Harbinger Explorer

Back to Knowledge Hub
Tutorials

SQL Window Functions Tutorial: Rank, Aggregate, Compare

9 min read·Tags: sql, window-functions, postgresql, spark-sql, bigquery, analytics, tutorial

Every analyst hits the same wall: you need a running total, a row number, or a comparison to the previous row — and GROUP BY collapses the detail you need. SQL window functions solve this without subqueries or self-joins, and once you learn them, you'll wonder how you survived without them.

This tutorial covers the most useful window functions with runnable examples in PostgreSQL syntax (most work identically in Spark SQL, BigQuery Standard SQL, and Snowflake SQL). By the end, you'll handle rankings, running aggregates, and row-to-row comparisons confidently.

What Are SQL Window Functions?

A window function performs a calculation across a set of rows related to the current row — without collapsing them into a single output row like GROUP BY does. The key clause is OVER(), which defines the "window" each row sees.

ConceptGROUP BYWindow Function
Rows returnedOne per groupEvery original row
AggregationCollapses rowsAdds a column alongside existing data
Use caseSummary reportsRankings, running totals, row comparisons
Syntax markerGROUP BY colfunction() OVER(...)

Anatomy of a Window Function Call

-- PostgreSQL
SELECT
    employee_id,
    department,
    salary,
    RANK() OVER (
        PARTITION BY department    -- defines the group (like GROUP BY, but no collapse)
        ORDER BY salary DESC       -- defines the order within the partition
    ) AS dept_salary_rank
FROM employees;
  • PARTITION BY splits rows into groups (optional — omit it and the window is the entire result set)
  • ORDER BY determines the sequence within each partition
  • Frame clause (optional) further narrows which rows within the partition the function sees

The Three Families of Window Functions

1. Ranking Functions

Ranking functions assign a position to each row within its partition.

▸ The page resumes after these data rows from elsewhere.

// Copyright (c) 2026 Bountyy Oy. All rights reserved.
// This software is proprietary and confidential.

//! Persisted session document
//!
//! On disk the document looks like
//!
//! ```json
//! {"session": {"session-id": "abc", "updated-at": "2026-01-02T03:04:05.678+08:00", "expired-at": 1767294245678}}
//! ```
//!
//! Keys this crate does not know about are carried along untouched.

use chrono::{DateTime, FixedOffset, TimeZone, Utc};
use serde::{Deserialize, Serialize};
use serde_json::{Map, Value};

use super::cookie::cookie_header;
use crate::error::Result;

/// Server-issued session identity and its freshness bounds
#[derive(Debug, Clone, Default, PartialEq, Serialize, Deserialize)]
pub struct Session {
    /// PHPSESSID value; empty when there is no session
    #[serde(rename = "session-id", default)]
    pub session_id: String,
    /// When the session was last refreshed
    #[serde(rename = "updated-at", default, with = "zoned_timestamp")]
    pub updated_at: Option<DateTime<FixedOffset>>,
    /// Expiry in epoch milliseconds, 0 when unknown
    #[serde(rename = "expired-at", default)]
    pub expires_at: i64,
    #[serde(flatten)]
    pub extra: Map<String, Value>,
}

impl Session {
    /// Whether a session id is held
    pub fn is_active(&self) -> bool {
        !self.session_id.is_empty()
    }

    /// Whether the recorded expiry has passed; an unset expiry never expires
    pub fn is_expired(&self, now_millis: i64) -> bool {
        self.expires_at != 0 && self.expires_at <= now_millis
    }

    /// Expiry as a timestamp, if set
    pub fn expires_at_time(&self) -> Option<DateTime<Utc>> {
        if self.expires_at == 0 {
            return None;
        }
        Utc.timestamp_millis_opt(self.expires_at).single()
    }

    /// `Cookie` header value, or `None` without a session
    pub fn cookie_header(&self) -> Option<String> {
        self.is_active().then(|| cookie_header(&self.session_id))
    }
}

/// The whole persisted file
#[derive(Debug, Clone, Default, PartialEq, Serialize, Deserialize)]
pub struct ConfigDocument {
    #[serde(default)]
    pub session: Session,
    #[serde(flatten)]
    pub extra: Map<String, Value>,
}

impl ConfigDocument {
    /// Parse a document from file content
    pub fn from_json(json: &str) -> Result<Self> {
        Ok(serde_json::from_str(json)?)
    }

    /// Render the document for writing
    pub fn to_json(&self) -> Result<String> {
        Ok(serde_json::to_string_pretty(self)?)
    }

    /// Copy of this document with a different session
    pub fn with_session(&self, session: Session) -> Self {
        Self {
            session,
            extra: self.extra.clone(),
        }
    }
}

/// `updated-at` as a zoned ISO-8601 string, `""` when unset
mod zoned_timestamp {
    use chrono::{DateTime, FixedOffset, SecondsFormat};
    use serde::{Deserialize, Deserializer, Serializer};

    pub fn serialize<S>(value: &Option<DateTime<FixedOffset>>, serializer: S) -> Result<S::Ok, S::Error>
    where
        S: Serializer,
    {
        match value {
            Some(ts) => serializer.serialize_str(&ts.to_rfc3339_opts(SecondsFormat::Millis, false)),
            None => serializer.serialize_str(""),
        }
    }

    pub fn deserialize<'de, D>(deserializer: D) -> Result<Option<DateTime<FixedOffset>>, D::Error>
    where
        D: Deserializer<'de>,
    {
        let raw = String::deserialize(deserializer)?;
        let raw = raw.trim();
        if raw.is_empty() {
            return Ok(None);
        }
        // drop a trailing region id such as "[Asia/Taipei]"
        let raw = match raw.find('[') {
            Some(idx) if raw.ends_with(']') => &raw[..idx],
            _ => raw,
        };
        DateTime::parse_from_rfc3339(raw)
            .map(Some)
            .map_err(serde::de::Error::custom)
    }
}

#[cfg(test)]
mod tests {
    use super::*;

    #[test]
    fn test_default_document_shape() {
        let json = ConfigDocument::default().to_json().unwrap();
        let value: Value = serde_json::from_str(&json).unwrap();
        assert_eq!(
            value,
            serde_json::json!({"session": {"session-id": "", "updated-at": "", "expired-at": 0}})
        );
    }

    #[test]
    fn test_parse_legacy_zoned_timestamp() {
        let doc = ConfigDocument::from_json(
            r#"{"session":{"session-id":"abc","updated-at":"2021-11-20T10:00:00.123+08:00[Asia/Taipei]","expired-at":1637377200123}}"#,
        )
        .unwrap();

        assert_eq!(doc.session.session_id, "abc");
        let ts = doc.session.updated_at.unwrap();
        assert_eq!(ts.offset().local_minus_utc(), 8 * 3600);
        assert_eq!(doc.session.expires_at, 1637377200123);
    }

    #[test]
    fn test_empty_object_loads_as_empty_session() {
        let doc = ConfigDocument::from_json("{}").unwrap();
        assert_eq!(doc.session, Session::default());
        assert!(!doc.session.is_active());
    }

    #[test]
    fn test_unknown_keys_round_trip() {
        let input = r#"{"session":{"session-id":"abc","updated-at":"","expired-at":0,"note":"kept"},"hosts":["clh25.dev.tw"]}"#;
        let doc = ConfigDocument::from_json(input).unwrap();
        let again = ConfigDocument::from_json(&doc.to_json().unwrap()).unwrap();

        assert_eq!(again, doc);
        assert_eq!(again.extra["hosts"][0], "clh25.dev.tw");
        assert_eq!(again.session.extra["note"], "kept");
    }

    #[test]
    fn test_malformed_timestamp_rejected() {
        let err = ConfigDocument::from_json(
            r#"{"session":{"session-id":"abc","updated-at":"yesterday","expired-at":0}}"#,
        );
        assert!(err.is_err());
    }

    #[test]
    fn test_expiry_helpers() {
        let mut session = Session::default();
        assert!(!session.is_expired(i64::MAX));
        assert!(session.expires_at_time().is_none());
        assert!(session.cookie_header().is_none());

        session.session_id = "abc".to_string();
        session.expires_at = 10_000;
        assert!(session.is_expired(10_000));
        assert!(!session.is_expired(9_999));
        assert_eq!(session.cookie_header().as_deref(), Some("PHPSESSID=abc"));
    }
}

FunctionTiesGaps after tiesExample (values 100, 100, 90)
ROW_NUMBER()Breaks arbitrarilyNo gaps1, 2, 3
RANK()Same rankGaps after ties1, 1, 3
DENSE_RANK()Same rankNo gaps1, 1, 2
NTILE(n)Distributes into n bucketsN/ADepends on n

Practical Example: Top 3 Salespeople per Region

-- PostgreSQL
WITH ranked AS (
    SELECT
        salesperson_name,
        region,
        total_revenue,
        DENSE_RANK() OVER (
            PARTITION BY region
            ORDER BY total_revenue DESC
        ) AS revenue_rank
    FROM sales_summary
)
SELECT *
FROM ranked
WHERE revenue_rank <= 3
ORDER BY region, revenue_rank;

Why DENSE_RANK here? If two people tie at #2, you still want to see the person at #3. RANK() would skip to #4 after a tie, potentially returning fewer than 3 people per region.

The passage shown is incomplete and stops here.